> DATA TO USE
____________
//! Implementation of the hours command.
//!
//! Averages the hours of sunlight and twilight that fall between waking up
//! and going to sleep, per month, on each of the three clocks.

use anyhow::Result;

use super::Session;
use crate::args::GlobalOptions;
use crate::constants::MONTH_ABBREVIATIONS;
use crate::engine::{Window, average_in_window};
use crate::report::{HoursReport, MonthlyReport, monthly_hours};
use crate::utils::format_clock_time;

/// Handle the hours command; `wake`/`sleep` override the configured times.
pub fn handle_hours_command(
    options: &GlobalOptions,
    wake: Option<i64>,
    sleep: Option<i64>,
) -> Result<()> {
    log_version!();

    let session = Session::open(options)?;
    let wake = match wake {
        Some(seconds) => seconds,
        None => session.config.wake_seconds()?,
    };
    let sleep = match sleep {
        Some(seconds) => seconds,
        None => session.config.sleep_seconds()?,
    };
    let window = Window::from_wake_sleep(wake, sleep)?;

    log_block_start!(
        "Light between {} and {} ({:.1} hours awake)",
        format_clock_time(window.start),
        format_clock_time(window.stop),
        window.duration_hours()
    );

    let tables = session.clock.tables(&session.table);
    let clocks = monthly_hours(&session.clock, &tables, |table| {
        average_in_window(table, window)
    });
    log_totals(&clocks, "hours");

    let report = HoursReport {
        header: session.header(),
        wake: format_clock_time(window.start),
        sleep: format_clock_time(window.stop),
        awake_hours: window.duration_hours(),
        months: MONTH_ABBREVIATIONS,
        clocks,
    };
    super::write_report(&report, options.output.as_deref())?;

    log_end!();
    Ok(())
}

/// One summary line per clock.
pub(crate) fn log_totals(clocks: &[MonthlyReport], unit: &str) {
    for clock in clocks {
        log_indented!(
            "{:<12} sunlight {:>8.1} {unit}, twilight {:>7.1} {unit}",
            clock.label,
            clock.total_sunlight,
            clock.total_twilight
        );
    }
}

/// Display detailed help for the hours command (help subcommand)
pub fn display_help() {
    log_version!();
    log_block_start!("hours - Average daylight and twilight hours per month");
    log_block_start!("Usage: daylight hours [WAKE SLEEP]");
    log_indented!("       daylight hours [WAKE_H WAKE_M SLEEP_H SLEEP_M]");
    log_block_start!("Arguments:");
    log_indented!("WAKE   Wake-up time as HH or HH:MM (default from config)");
    log_indented!("SLEEP  Bed time as HH or HH:MM; taken as after midnight");
    log_indented!("       when it is not later than WAKE");
    log_block_start!("Description:");
    log_indented!("For every month, reports the mean hours of sunlight and of");
    log_indented!("twilight between waking and sleeping, in UTC, on the local");
    log_indented!("standard clock and on the local clock with DST. Yearly");
    log_indented!("totals weight each month by its number of days.");
    log_block_start!("Examples:");
    log_indented!("# Awake from 07:00 to 23:00");
    log_indented!("daylight hours 7 23");
    log_pipe!();
    log_indented!("# Awake from 06:45 until 01:00, report to a file");
    log_indented!("daylight hours 6 45 1 0 -o hours.json");
    log_end!();
}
____________
> WHAT THE TASK REQUIRES
How many of the lines above include the string "None"? Only the number should be written.

> RESPONSE FOR THIS EXERCISE
2